**** Given records
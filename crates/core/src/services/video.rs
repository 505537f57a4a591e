//! Video service.

use serde::Deserialize;
use tubeline_common::{
    AppError, AppResult, IdGenerator, MediaUpload, SharedMediaStore, validate_id,
};
use tubeline_db::entities::like::TargetType;
use tubeline_db::entities::video;
use tubeline_db::store::{CollectionName, Filter, Patch, Store};
use validator::Validate;

use super::{load_owned, sort_key, trimmed};
use crate::aggregation::views::{
    PublishState, VideoDetail, VideoSummary, is_liked, is_subscribed, likes_count, owner,
    subscribers_count,
};
use crate::aggregation::{Join, Pipeline, QueryEngine};
use crate::auth::Actor;
use crate::cascade::CascadeManager;
use crate::pagination::{HARD_CAP, Page, resolve};

/// Fields a feed may sort on.
pub const FEED_SORT_FIELDS: &[&str] = &[
    "created_at",
    "views",
    "duration_seconds",
    "title",
    "likes_count",
];

const SUMMARY_FIELDS: &[&str] = &[
    "id",
    "title",
    "description",
    "thumbnail",
    "video_file",
    "duration_seconds",
    "views",
    "is_published",
    "likes_count",
    "created_at",
    "owner",
];

const DETAIL_FIELDS: &[&str] = &[
    "id",
    "title",
    "description",
    "thumbnail",
    "video_file",
    "duration_seconds",
    "views",
    "is_published",
    "likes_count",
    "is_liked",
    "created_at",
    "owner",
];

/// Feed parameters, all optional and all raw.
#[derive(Debug, Clone, Default, Deserialize)]
pub struct VideoFeedQuery {
    pub page: Option<String>,
    pub limit: Option<String>,
    pub query: Option<String>,
    pub sort_by: Option<String>,
    pub sort_type: Option<String>,
    pub user_id: Option<String>,
}

/// Input for publishing a video.
#[derive(Debug, Deserialize, Validate)]
pub struct PublishVideoInput {
    #[validate(
        length(min = 1, max = 200, message = "Title is required"),
        custom(function = "crate::services::not_blank")
    )]
    pub title: String,
    #[validate(
        length(min = 1, max = 5000, message = "Description is required"),
        custom(function = "crate::services::not_blank")
    )]
    pub description: String,
    #[validate(range(min = 0))]
    pub duration_seconds: i64,
}

/// Input for updating a video.
#[derive(Debug, Default, Deserialize, Validate)]
pub struct UpdateVideoInput {
    #[validate(length(min = 1, max = 200), custom(function = "crate::services::not_blank"))]
    pub title: Option<String>,
    #[validate(length(min = 1, max = 5000), custom(function = "crate::services::not_blank"))]
    pub description: Option<String>,
}

/// Service for videos.
#[derive(Clone)]
pub struct VideoService {
    store: Store,
    engine: QueryEngine,
    media: SharedMediaStore,
    cascade: CascadeManager,
    id_gen: IdGenerator,
}

impl VideoService {
    /// Create a new video service.
    #[must_use]
    pub fn new(store: Store, media: SharedMediaStore) -> Self {
        Self {
            engine: QueryEngine::new(store.clone()),
            cascade: CascadeManager::new(store.clone(), media.clone()),
            store,
            media,
            id_gen: IdGenerator::new(),
        }
    }

    /// Published videos, optionally of one user and matching a search text.
    pub async fn list_videos(&self, query: &VideoFeedQuery) -> AppResult<Page<VideoSummary>> {
        let window = resolve(query.page.as_deref(), query.limit.as_deref(), HARD_CAP);

        let mut filter = Filter::all().eq("is_published", true);
        if let Some(user_id) = trimmed(query.user_id.as_deref()) {
            filter = filter.eq("owner_id", validate_id("User", user_id)?);
        }
        if let Some(text) = trimmed(query.query.as_deref()) {
            filter = filter.search(vec!["title", "description"], text);
        }
        let sort = sort_key(
            query.sort_by.as_deref(),
            query.sort_type.as_deref(),
            FEED_SORT_FIELDS,
        );

        let pipeline = Pipeline::new(CollectionName::Videos)
            .filter(filter)
            .join(owner())
            .derive(likes_count(TargetType::Video))
            .project(SUMMARY_FIELDS)
            .sort(vec![sort]);
        self.engine.page(pipeline, window).await
    }

    /// A video's detail page.
    ///
    /// Counts the view and, for a signed-in viewer, moves the video to the end
    /// of their watch history. Unpublished videos are visible to their owner
    /// only.
    pub async fn get_video(&self, video_id: &str, actor: Option<&Actor>) -> AppResult<VideoDetail> {
        let video_id = validate_id("Video", video_id)?;
        let viewer = actor.map(|a| a.id.as_str());

        let channel = Join::one("owner", CollectionName::Users, "owner_id", "id")
            .derive(subscribers_count("id"))
            .derive(is_subscribed("id", viewer))
            .project(&[
                "id",
                "username",
                "fullname",
                "avatar",
                "subscribers_count",
                "is_subscribed",
            ]);
        let pipeline = Pipeline::new(CollectionName::Videos)
            .filter(Filter::all().eq("id", video_id))
            .join(channel)
            .derive(likes_count(TargetType::Video))
            .derive(is_liked(TargetType::Video, viewer))
            .project(DETAIL_FIELDS);

        let mut detail: VideoDetail = self
            .engine
            .first(pipeline)
            .await?
            .ok_or_else(|| AppError::not_found("Video"))?;
        if !detail.is_published {
            let owner_id = detail.owner.as_ref().map(|o| o.id.as_str());
            if owner_id.is_none() || owner_id != viewer {
                return Err(AppError::not_found("Video"));
            }
        }

        let counted = self
            .store
            .videos
            .update(video_id, Patch::new().increment("views", 1))
            .await?
            .ok_or_else(|| AppError::not_found("Video"))?;
        detail.views = counted.views;

        if let Some(viewer) = viewer {
            self.store
                .users
                .update(
                    viewer,
                    Patch::new()
                        .pull("watch_history", video_id)
                        .add_to_set("watch_history", video_id),
                )
                .await?;
        }
        Ok(detail)
    }

    /// Upload a new video.
    pub async fn publish_video(
        &self,
        actor: &Actor,
        input: PublishVideoInput,
        video_file: MediaUpload,
        thumbnail: MediaUpload,
    ) -> AppResult<video::Model> {
        input.validate()?;
        if video_file.data.is_empty() {
            return Err(AppError::invalid("Video file is required"));
        }
        if thumbnail.data.is_empty() {
            return Err(AppError::invalid("Thumbnail is required"));
        }

        let file = self.media.store(&video_file).await?;
        let thumb = match self.media.store(&thumbnail).await {
            Ok(thumb) => thumb,
            Err(err) => {
                self.cascade.purge(file.as_str()).await;
                return Err(err);
            }
        };

        let now = chrono::Utc::now().fixed_offset();
        let model = video::Model {
            id: self.id_gen.generate(),
            owner_id: actor.id.clone(),
            title: input.title.trim().to_string(),
            description: input.description.trim().to_string(),
            video_file: file.into_string(),
            thumbnail: thumb.into_string(),
            duration_seconds: input.duration_seconds,
            views: 0,
            is_published: true,
            created_at: now,
            updated_at: now,
        };
        let (file_url, thumb_url) = (model.video_file.clone(), model.thumbnail.clone());

        match self.store.videos.create(model).await {
            Ok(video) => {
                tracing::info!(video_id = %video.id, owner_id = %actor.id, "Published video");
                Ok(video)
            }
            Err(err) => {
                self.cascade.purge(&file_url).await;
                self.cascade.purge(&thumb_url).await;
                Err(err)
            }
        }
    }

    /// Change title, description or thumbnail.
    pub async fn update_video(
        &self,
        actor: &Actor,
        video_id: &str,
        input: UpdateVideoInput,
        thumbnail: Option<MediaUpload>,
    ) -> AppResult<video::Model> {
        input.validate()?;
        if input.title.is_none() && input.description.is_none() && thumbnail.is_none() {
            return Err(AppError::invalid(
                "Title, description or thumbnail is required",
            ));
        }
        let video = load_owned(&self.store.videos, video_id, &actor.id).await?;

        let new_thumb = match &thumbnail {
            Some(upload) => Some(self.media.store(upload).await?),
            None => None,
        };

        let mut patch = Patch::new();
        if let Some(title) = &input.title {
            patch = patch.set("title", title.trim());
        }
        if let Some(description) = &input.description {
            patch = patch.set("description", description.trim());
        }
        if let Some(thumb) = &new_thumb {
            patch = patch.set("thumbnail", thumb.as_str());
        }

        let updated = match self.store.videos.update(&video.id, patch).await {
            Ok(Some(updated)) => updated,
            result => {
                if let Some(thumb) = &new_thumb {
                    self.cascade.purge(thumb.as_str()).await;
                }
                return result.and_then(|missing| {
                    missing.ok_or_else(|| AppError::not_found("Video"))
                });
            }
        };

        if new_thumb.is_some() {
            self.cascade.purge(&video.thumbnail).await;
        }
        tracing::info!(video_id = %updated.id, "Updated video");
        Ok(updated)
    }

    /// Flip the publish flag.
    pub async fn toggle_publish(&self, actor: &Actor, video_id: &str) -> AppResult<PublishState> {
        let video = load_owned(&self.store.videos, video_id, &actor.id).await?;
        let updated = self
            .store
            .videos
            .update(
                &video.id,
                Patch::new().set("is_published", !video.is_published),
            )
            .await?
            .ok_or_else(|| AppError::not_found("Video"))?;

        tracing::info!(
            video_id = %updated.id,
            is_published = updated.is_published,
            "Toggled publish status"
        );
        Ok(PublishState {
            id: updated.id,
            title: updated.title,
            is_published: updated.is_published,
        })
    }

    /// Delete a video with everything that depends on it.
    pub async fn delete_video(&self, actor: &Actor, video_id: &str) -> AppResult<()> {
        let video = load_owned(&self.store.videos, video_id, &actor.id).await?;
        self.cascade.delete_video(&video).await
    }
}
********
Problem to work on: Restate, word for word and with nothing added, the lines from the beginning of the records above through the line that contains "publishing a video.".

Exercise output:
filename crates/core/src/services/video.rs
repository 505537f57a4a591e
//! Video service.

use serde::Deserialize;
use tubeline_common::{
    AppError, AppResult, IdGenerator, MediaUpload, SharedMediaStore, validate_id,
};
use tubeline_db::entities::like::TargetType;
use tubeline_db::entities::video;
use tubeline_db::store::{CollectionName, Filter, Patch, Store};
use validator::Validate;

use super::{load_owned, sort_key, trimmed};
use crate::aggregation::views::{
    PublishState, VideoDetail, VideoSummary, is_liked, is_subscribed, likes_count, owner,
    subscribers_count,
};
use crate::aggregation::{Join, Pipeline, QueryEngine};
use crate::auth::Actor;
use crate::cascade::CascadeManager;
use crate::pagination::{HARD_CAP, Page, resolve};

/// Fields a feed may sort on.
pub const FEED_SORT_FIELDS: &[&str] = &[
    "created_at",
    "views",
    "duration_seconds",
    "title",
    "likes_count",
];

const SUMMARY_FIELDS: &[&str] = &[
    "id",
    "title",
    "description",
    "thumbnail",
    "video_file",
    "duration_seconds",
    "views",
    "is_published",
    "likes_count",
    "created_at",
    "owner",
];

const DETAIL_FIELDS: &[&str] = &[
    "id",
    "title",
    "description",
    "thumbnail",
    "video_file",
    "duration_seconds",
    "views",
    "is_published",
    "likes_count",
    "is_liked",
    "created_at",
    "owner",
];

/// Feed parameters, all optional and all raw.
#[derive(Debug, Clone, Default, Deserialize)]
pub struct VideoFeedQuery {
    pub page: Option<String>,
    pub limit: Option<String>,
    pub query: Option<String>,
    pub sort_by: Option<String>,
    pub sort_type: Option<String>,
    pub user_id: Option<String>,
}

/// Input for publishing a video.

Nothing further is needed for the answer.